La recolección de basura en el distrito se convierte en un pulso de poder entre la Contraloría y la Alcaldía
- 15/01/2026 00:00
La alcaldesa de San Miguelito, Irma Hernández, arremetió con el Gobierno central al denunciar que la decisión de asignar a la Autoridad de Aseo Urbano y Domiciliario (AAUD) el control de la recolección de basura en el distrito, tras la salida de Recicladora Vida y Salud S.A. (Revisalud), constituye una “acción de presión” y una imposición autoritaria que desconoce la autonomía municipal.
Hernández aseguró que la medida fue tomada sin consulta previa con la Alcaldía, a pesar de que el Concejo Económico Nacional había aprobado la contratación temporal de tres empresas para asumir el servicio a partir del 19 de enero, un día después de que venciera el contrato con Revisalud.
Según la alcaldesa, lo único que faltaba era el refrendo de la Contraloría General de la República.
“No voy a permitir que se use esta crisis para beneficiar a quienes han fallado durante 25 años. Los únicos beneficiarios de este proceso van a ser los vecinos de San Miguelito”, afirmó a La Estrella de Panamá.
La controversia se intensificó luego de que el contralor general, Anel Flores, confirmara públicamente que llamó a la alcaldesa en diciembre para solicitarle una reunión con la dueña de Revisalud, en pleno proceso de licitación.

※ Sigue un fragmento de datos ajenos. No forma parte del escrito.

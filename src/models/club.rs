//! Club model: the root aggregate every other collection hangs off.

use serde::{Deserialize, Serialize};
use validator::Validate;

use super::mapper::{FieldReader, FromDocument};
use crate::db::{collections, DocumentRef, GeoPoint};

/// A dance club. Users only see clubs that list them in `admins`.
#[derive(Debug, Clone, PartialEq, Serialize, Deserialize, Validate)]
#[serde(rename_all = "camelCase")]
pub struct Club {
    pub id: String,
    #[validate(length(min = 1))]
    pub name: String,
    pub city: String,
    pub address: String,
    /// User IDs allowed to administer the club
    pub admins: Vec<String>,
    pub website: Option<String>,
    pub phone: Option<String>,
    #[validate(email)]
    pub email: Option<String>,
    pub description: Option<String>,
    #[serde(rename = "logoURL")]
    pub logo_url: Option<String>,
    #[serde(rename = "backgroundURL")]
    pub background_url: Option<String>,
    pub allow_registration: Option<bool>,
    pub coordinates: Option<GeoPoint>,
}

impl FromDocument for Club {
    const ENTITY: &'static str = "Club";

    fn read(r: &mut FieldReader<'_>) -> Option<Self> {
        let name = r.string("name");
        let city = r.string("city");
        let address = r.string("address");
        let admins = r.string_array("admins");
        let website = r.opt_string("website");
        let phone = r.opt_string("phone");
        let email = r.opt_string("email");
        let description = r.opt_string("description");
        let logo_url = r.opt_string("logoURL");
        let background_url = r.opt_string("backgroundURL");
        let allow_registration = r.opt_bool("allowRegistration");
        let coordinates = r.opt_geopoint("coordinates");

        Some(Self {
            id: r.id(),
            name: name?,
            city: city?,
            address: address?,
            admins: admins?,
            website,
            phone,
            email,
            description,
            logo_url,
            background_url,
            allow_registration,
            coordinates,
        })
    }
}

impl Club {
    pub fn reference(&self) -> DocumentRef {
        DocumentRef::root(collections::CLUBS, &self.id)
    }

    pub fn is_admin(&self, user_id: &str) -> bool {
        self.admins.iter().any(|a| a == user_id)
    }
}
// SPDX-License-Identifier: MIT
// Copyright 2026 Roland Dreier <roland@rolandd.dev>

//! Club-Dashboard: live data layer for a dance-club administration dashboard.
//!
//! This crate subscribes to club data in Firestore (or an in-process store),
//! maps raw documents into validated entities, joins references into
//! extended rows and exposes the results as reactive state.

pub mod config;
pub mod db;
pub mod error;
pub mod models;
pub mod services;
pub mod time_utils;

use std::sync::Arc;

use config::{Config, DataSourceKind};
use db::{FirestoreDb, MemoryDb};
use error::AppError;
use services::{AuthProvider, FileSelectionStore, SelectionStore, SharedSource, StaticAuth};

/// Shared application state.
pub struct AppState {
    pub config: Config,
    pub source: SharedSource,
    pub auth: Arc<dyn AuthProvider>,
    pub selection_store: Arc<dyn SelectionStore>,
}

impl AppState {
    /// Connect the configured data source and build the shared state.
    pub async fn from_config(config: Config) -> Result<Self, AppError> {
        let source: SharedSource = match config.data_source {
            DataSourceKind::Firestore => Arc::new(FirestoreDb::new(&config.gcp_project_id).await?),
            DataSourceKind::Memory => match &config.seed_file {
                Some(path) => Arc::new(MemoryDb::load_from_file(path)?),
                None => {
                    tracing::warn!("No SEED_FILE set; starting with an empty in-memory store");
                    Arc::new(MemoryDb::new())
                }
            },
        };

        Ok(Self {
            auth: Arc::new(StaticAuth::new(Some(config.dashboard_user_id.clone()))),
            selection_store: Arc::new(FileSelectionStore::new(&config.selection_store_path)),
            source,
            config,
        })
    }
}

“Serví como puente entre la empresa y la Alcaldía”, declaró Flores en una entrevista con TVN Noticias, al asegurar que su intervención fue un gesto de “cortesía” y que el único propósito era informar que la empresa no tenía intención de renovar contratos y que se retiraría del país tras 15 años de operación.
Aunque Flores sostuvo que no tenía “ningún interés” en el tema y que la propia alcaldesa le había manifestado que la reunión fue positiva, Hernández volvió a cuestionar las verdaderas intenciones de ese acercamiento.
“Durante el proceso de licitación recibí una llamada del contralor para reunirme con la dueña de Revisalud. ¿Qué intereses hay ahí? ¿Y por qué no puedo tener el refrendo de las tres empresas para el 19 de enero?”, cuestionó Hernández.
Por su parte, Flores también puso en duda la versión del Municipio al señalar que, hasta las 3:00 p.m. del día anterior al Consejo de Gabinete, no había ingresado a la Contraloría ningún contrato de las tres empresas seleccionadas por la Alcaldía, y descartó que puedan ser refrendados antes de la salida de Revisalud.
Para Hernández, esa postura refuerza la percepción de que el Ejecutivo busca bloquear la solución municipal para imponer a la AAUD como operador del servicio en San Miguelito.
“Desconozco la razón principal por la cual el contralor no ha procedido con el refrendo; sin embargo, sus acciones generan serias interrogantes. San Miguelito está listo para iniciar el día 19 con las nuevas empresas.”, sostuvo a este medio.
Todo esto se agrava ya que el gobierno hace efectivo en gaceta oficial la transferencia de responsabilidad del control de residuos a la Autoridad de Aseo, una medida que el Municipio considera una intervención injustificada en una competencia que corresponde al gobierno local.
Hernández pidió formalmente al presidente José Raúl Mulino que derogue el decreto y permita que se ejecute el esquema transitorio aprobado por el Concejo Municipal y el Consejo Económico Nacional.
Según la alcaldesa, las tres empresas contratadas de forma temporal ya habían comenzado a contratar personal, rotular equipos y alquilar terrenos para instalar sus patios operativos, por lo que la decisión del Ejecutivo desconoce avances administrativos concretos y amenaza con generar más caos.
El choque entre la Alcaldía, la Contraloría y el Ejecutivo ocurre en medio de una crisis sanitaria y operativa por el colapso del servicio de recolección, tras años de cuestionamientos a Revisalud y su inminente salida del distrito.
Para Hernández, la imposición de la Autoridad de Aseo no responde a una evaluación técnica ni a un plan integral, sino a una maniobra política y administrativa que ignora el trabajo realizado por el Municipio.
“No se puede usar una emergencia para imponer un modelo que ya ha demostrado ser insuficiente”, sentenció.
Con el reloj corriendo hacia el 19 de enero, el conflicto institucional mantiene en vilo la continuidad del servicio de aseo en el distrito más poblado del país, mientras crece la tensión entre el Gobierno central y el gobierno local de San Miguelito.